You say that if I marry you,
yet promise not to harry you
on women when you share it,

perfection would be happening
we both could have our little fling
but that would be the rare bit

If giving all that in and out
while putting yourself all about
means I cannot care, it

seems it may not be so wise
to do this drastic compromise
for what can I inherit?

Oh, yes, I get to be the Queen
but what that gives me can’t be seen.
With what shall I compare it?

Two artists living as they will
by different rules, but yet there’s still
the worry: Can I bear it?

And, of course, we get down to the meat of the matter:

Spank the Monkey

Got a hank, hank, hankerin’
For who?

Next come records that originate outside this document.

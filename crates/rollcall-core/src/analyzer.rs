//! SCRFD + ArcFace pipeline behind the [`Detector`] capability.
//!
//! Equivalent to the InsightFace `buffalo_l` pack: `det_10g.onnx` for
//! detection and landmarks, `w600k_r50.onnx` for embeddings.

use crate::detector::{DetectorError, FaceDetector, SCRFD_DEFAULT_INPUT_SIZE};
use crate::recognizer::{FaceRecognizer, RecognizerError};
use crate::types::{DetectError, Detector, Face};
use image::RgbImage;
use std::path::PathBuf;
use thiserror::Error;

pub const MODEL_PACK: &str = "buffalo_l";
pub const DETECTOR_MODEL_FILE: &str = "det_10g.onnx";
pub const RECOGNIZER_MODEL_FILE: &str = "w600k_r50.onnx";

#[derive(Error, Debug)]
pub enum AnalyzerError {
    #[error("detector: {0}")]
    Detector(#[from] DetectorError),
    #[error("recognizer: {0}")]
    Recognizer(#[from] RecognizerError),
}

impl From<DetectorError> for DetectError {
    fn from(e: DetectorError) -> Self {
        DetectError::Inference(e.to_string())
    }
}

/// Default model directory: `$XDG_DATA_HOME/rollcall/models`.
pub fn default_model_dir() -> PathBuf {
    data_dir().join("models")
}

/// Base data directory: `$XDG_DATA_HOME/rollcall` (or `~/.local/share/rollcall`).
pub fn data_dir() -> PathBuf {
    std::env::var("XDG_DATA_HOME")
        .map(PathBuf::from)
        .unwrap_or_else(|_| {
            let home = std::env::var("HOME").unwrap_or_else(|_| "/tmp".to_string());
            PathBuf::from(home).join(".local/share")
        })
        .join("rollcall")
}

#[derive(Debug, Clone)]
pub struct AnalyzerOptions {
    pub model_dir: PathBuf,
    /// Square detector input size in pixels.
    pub det_size: usize,
    pub intra_threads: usize,
}

impl Default for AnalyzerOptions {
    fn default() -> Self {
        Self {
            model_dir: default_model_dir(),
            det_size: SCRFD_DEFAULT_INPUT_SIZE,
            intra_threads: 2,
        }
    }
}

impl AnalyzerOptions {
    pub fn detector_path(&self) -> PathBuf {
        self.model_dir.join(DETECTOR_MODEL_FILE)
    }

    pub fn recognizer_path(&self) -> PathBuf {
        self.model_dir.join(RECOGNIZER_MODEL_FILE)
    }
}

pub struct FaceAnalyzer {
    detector: FaceDetector,
    recognizer: FaceRecognizer,
}

impl FaceAnalyzer {
    /// Load both models. Any failure here means the service cannot run.
    pub fn load(options: &AnalyzerOptions) -> Result<Self, AnalyzerError> {
        let detector = FaceDetector::load(
            &options.detector_path(),
            options.det_size,
            options.intra_threads,
        )?;
        let recognizer = FaceRecognizer::load(&options.recognizer_path(), options.intra_threads)?;
        tracing::info!(
            pack = MODEL_PACK,
            dir = %options.model_dir.display(),
            "face analyzer ready"
        );
        Ok(Self { detector, recognizer })
    }
}

impl Detector for FaceAnalyzer {
    fn detect(&mut self, image: &RgbImage) -> Result<Vec<Face>, DetectError> {
        let detections = self.detector.detect(image)?;

        let faces = detections
            .into_iter()
            .map(|det| {
                let embedding = match &det.landmarks {
                    Some(landmarks) => match self.recognizer.extract(image, landmarks) {
                        Ok(embedding) => Some(embedding),
                        Err(e) => {
                            tracing::warn!(
                                error = %e,
                                confidence = det.confidence,
                                "embedding extraction failed"
                            );
                            None
                        }
                    },
                    None => None,
                };
                Face {
                    bbox: det.bbox,
                    confidence: det.confidence,
                    embedding,
                }
            })
            .collect();

        Ok(faces)
    }
}

#[cfg(test)]
mod tests {
    use super::*;

    #[test]
    fn test_model_paths() {
        let options = AnalyzerOptions {
            model_dir: PathBuf::from("/opt/models"),
            ..AnalyzerOptions::default()
        };
        assert_eq!(options.detector_path(), PathBuf::from("/opt/models/det_10g.onnx"));
        assert_eq!(options.recognizer_path(), PathBuf::from("/opt/models/w600k_r50.onnx"));
        assert_eq!(options.det_size, 416);
    }

    #[test]
    fn test_load_missing_models_fails() {
        let tmp = tempfile::TempDir::new().unwrap();
        let options = AnalyzerOptions {
            model_dir: tmp.path().to_path_buf(),
            ..AnalyzerOptions::default()
        };
        let err = FaceAnalyzer::load(&options).err().unwrap();
        assert!(matches!(err, AnalyzerError::Detector(DetectorError::ModelNotFound(_))));
    }
}
//! Live-frame matching and the attendance decision.
//!
//! Two thresholds apply: a face gets a tentative label at the identification
//! threshold, and attendance is only confirmed when the best labeled face in
//! the frame reaches the stricter attendance threshold.

use crate::quality::QualityGate;
use crate::store::{EmbeddingStore, StoreError};
use crate::types::{BoundingBox, DetectError, Detector};
use image::RgbImage;
use serde::Serialize;
use std::panic::{self, AssertUnwindSafe};
use std::sync::Arc;
use thiserror::Error;
use uuid::Uuid;

/// Label for a face that matched no enrolled identity.
pub const UNKNOWN_LABEL: &str = "Unknown";

pub const IDENTIFICATION_THRESHOLD: f32 = 0.45;
pub const ATTENDANCE_THRESHOLD: f32 = 0.68;
pub const SIMILARITY_FLOOR: f32 = 0.30;

#[derive(Error, Debug, PartialEq)]
pub enum ThresholdError {
    #[error("{name} threshold {value} is outside [-1, 1]")]
    OutOfRange { name: &'static str, value: f32 },
    #[error("attendance threshold {attendance} is below identification threshold {identification}")]
    AttendanceBelowIdentification { attendance: f32, identification: f32 },
}

#[derive(Debug, Clone, Copy, PartialEq, Serialize)]
pub struct Thresholds {
    /// Minimum similarity for a non-"Unknown" label.
    pub identification: f32,
    /// Minimum best-match similarity to confirm attendance.
    pub attendance: f32,
    /// Hard floor: anything below is "Unknown" regardless of `identification`.
    pub floor: Option<f32>,
}

impl Default for Thresholds {
    fn default() -> Self {
        Self {
            identification: IDENTIFICATION_THRESHOLD,
            attendance: ATTENDANCE_THRESHOLD,
            floor: Some(SIMILARITY_FLOOR),
        }
    }
}

impl Thresholds {
    pub fn validate(&self) -> Result<(), ThresholdError> {
        let check = |name: &'static str, value: f32| {
            if (-1.0..=1.0).contains(&value) {
                Ok(())
            } else {
                Err(ThresholdError::OutOfRange { name, value })
            }
        };
        check("identification", self.identification)?;
        check("attendance", self.attendance)?;
        if let Some(floor) = self.floor {
            check("floor", floor)?;
        }
        if self.attendance < self.identification {
            return Err(ThresholdError::AttendanceBelowIdentification {
                attendance: self.attendance,
                identification: self.identification,
            });
        }
        Ok(())
    }

    pub fn passes_identification(&self, similarity: f32) -> bool {
        similarity >= self.identification
    }

    pub fn below_floor(&self, similarity: f32) -> bool {
        self.floor.is_some_and(|floor| similarity < floor)
    }

    /// Label to report for a face whose nearest identity is `candidate`.
    pub fn label_for<'a>(&self, candidate: &'a str, similarity: f32) -> &'a str {
        if !self.passes_identification(similarity) || self.below_floor(similarity) {
            UNKNOWN_LABEL
        } else {
            candidate
        }
    }

    pub fn confirms_attendance(&self, similarity: f32) -> bool {
        similarity >= self.attendance
    }
}

/// Per-face outcome.
#[derive(Debug, Clone, PartialEq, Serialize)]
pub struct FaceMatch {
    pub bbox: BoundingBox,
    pub label: String,
    pub similarity: f32,
    /// Store row behind `label`; `None` for "Unknown".
    pub identity_id: Option<Uuid>,
}

impl FaceMatch {
    pub fn is_known(&self) -> bool {
        self.label != UNKNOWN_LABEL
    }
}

#[derive(Debug, Clone, PartialEq, Serialize)]
pub struct BestMatch {
    pub label: String,
    pub similarity: f32,
}

#[derive(Debug, Clone, Default, PartialEq, Serialize)]
pub struct AttendanceDecision {
    pub confirmed: bool,
    /// Present only when `confirmed`.
    pub best_match: Option<BestMatch>,
}

#[derive(Debug, Clone, Default, PartialEq, Serialize)]
pub struct Recognition {
    /// Faces that survived the quality gate and carried an embedding, in detector order.
    pub faces: Vec<FaceMatch>,
    pub decision: AttendanceDecision,
    /// Faces reported by the detector.
    pub detected: usize,
    /// Faces accepted by the quality gate.
    pub accepted: usize,
}

impl Recognition {
    /// Neutral result: no faces, attendance not confirmed.
    pub fn empty() -> Self {
        Self::default()
    }
}

#[derive(Error, Debug)]
pub enum RecognitionFault {
    #[error("detection failed: {0}")]
    Detect(#[from] DetectError),
    #[error("store search failed: {0}")]
    Store(#[from] StoreError),
    #[error("detector panicked: {0}")]
    Panicked(String),
}

pub struct MatchingEngine {
    store: Arc<EmbeddingStore>,
    gate: QualityGate,
    thresholds: Thresholds,
}

impl MatchingEngine {
    pub fn new(store: Arc<EmbeddingStore>, gate: QualityGate, thresholds: Thresholds) -> Self {
        Self {
            store,
            gate,
            thresholds,
        }
    }

    /// Recognize faces in `frame`. Never fails: any fault is logged and
    /// replaced by [`Recognition::empty`].
    pub fn recognize<D>(&self, detector: &mut D, frame: &RgbImage) -> Recognition
    where
        D: Detector + ?Sized,
    {
        let outcome = panic::catch_unwind(AssertUnwindSafe(|| self.try_recognize(detector, frame)))
            .unwrap_or_else(|payload| {
                Err(RecognitionFault::Panicked(panic_message(payload.as_ref())))
            });

        match outcome {
            Ok(recognition) => recognition,
            Err(fault) => {
                tracing::warn!(error = %fault, "recognition fault; returning empty result");
                Recognition::empty()
            }
        }
    }

    pub fn try_recognize<D>(
        &self,
        detector: &mut D,
        frame: &RgbImage,
    ) -> Result<Recognition, RecognitionFault>
    where
        D: Detector + ?Sized,
    {
        let started = std::time::Instant::now();
        let faces = detector.detect(frame)?;
        tracing::debug!(
            detected = faces.len(),
            elapsed_ms = started.elapsed().as_millis() as u64,
            "recognize: detection done"
        );

        let mut recognition = Recognition {
            detected: faces.len(),
            ..Recognition::default()
        };
        let mut best: Option<BestMatch> = None;

        for face in &faces {
            if !self.gate.evaluate(face, frame) {
                continue;
            }
            recognition.accepted += 1;

            let Some(query) = face.embedding.as_ref().and_then(|e| e.normalize()) else {
                continue;
            };

            let face_match = match self.store.search(&query)? {
                Some(hit) => {
                    let label = self.thresholds.label_for(&hit.identity.label, hit.similarity);
                    let identity_id = (label != UNKNOWN_LABEL).then_some(hit.identity.id);
                    FaceMatch {
                        bbox: face.bbox,
                        label: label.to_string(),
                        similarity: hit.similarity,
                        identity_id,
                    }
                }
                None => FaceMatch {
                    bbox: face.bbox,
                    label: UNKNOWN_LABEL.to_string(),
                    similarity: 0.0,
                    identity_id: None,
                },
            };

            tracing::debug!(
                label = %face_match.label,
                similarity = face_match.similarity,
                "recognize: face matched"
            );

            let improves = best
                .as_ref()
                .map_or(true, |b| face_match.similarity > b.similarity);
            if face_match.is_known() && improves {
                best = Some(BestMatch {
                    label: face_match.label.clone(),
                    similarity: face_match.similarity,
                });
            }
            recognition.faces.push(face_match);
        }

        let confirmed = best
            .as_ref()
            .is_some_and(|b| self.thresholds.confirms_attendance(b.similarity));
        recognition.decision = AttendanceDecision {
            confirmed,
            best_match: if confirmed { best } else { None },
        };

        tracing::info!(
            detected = recognition.detected,
            accepted = recognition.accepted,
            results = recognition.faces.len(),
            confirmed,
            "recognize: frame processed"
        );

        Ok(recognition)
    }
}

/// Best-effort text of a caught panic payload.
pub fn panic_message(payload: &(dyn std::any::Any + Send)) -> String {
    if let Some(s) = payload.downcast_ref::<&str>() {
        (*s).to_string()
    } else if let Some(s) = payload.downcast_ref::<String>() {
        s.clone()
    } else {
        "unknown panic".to_string()
    }
}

I don’t know who …
sigh …
So a wank, wank, wankerin’
seems just the thing to do …
my! …
Give a thank, thank, thankerin’
if it happened to be you …
guy …
but not bank, bank, bankerin’
that a promise would come true …
sly …
There’re those skank, skank, skankerin’
bitches with their brew …
sty …
that you drank, drank, drankerin’
since it’s all about you, you …
lie …
simply blank, blank, blankerin’
but this we know you knew …
fry …
So we sank, sank, sankerin’
until all was painted blue …
cry …
But this hank, hank, hankerin’
is through and through and through…
why? …
So I’m spank, spank, spankerin’
the monkey till we do …
try …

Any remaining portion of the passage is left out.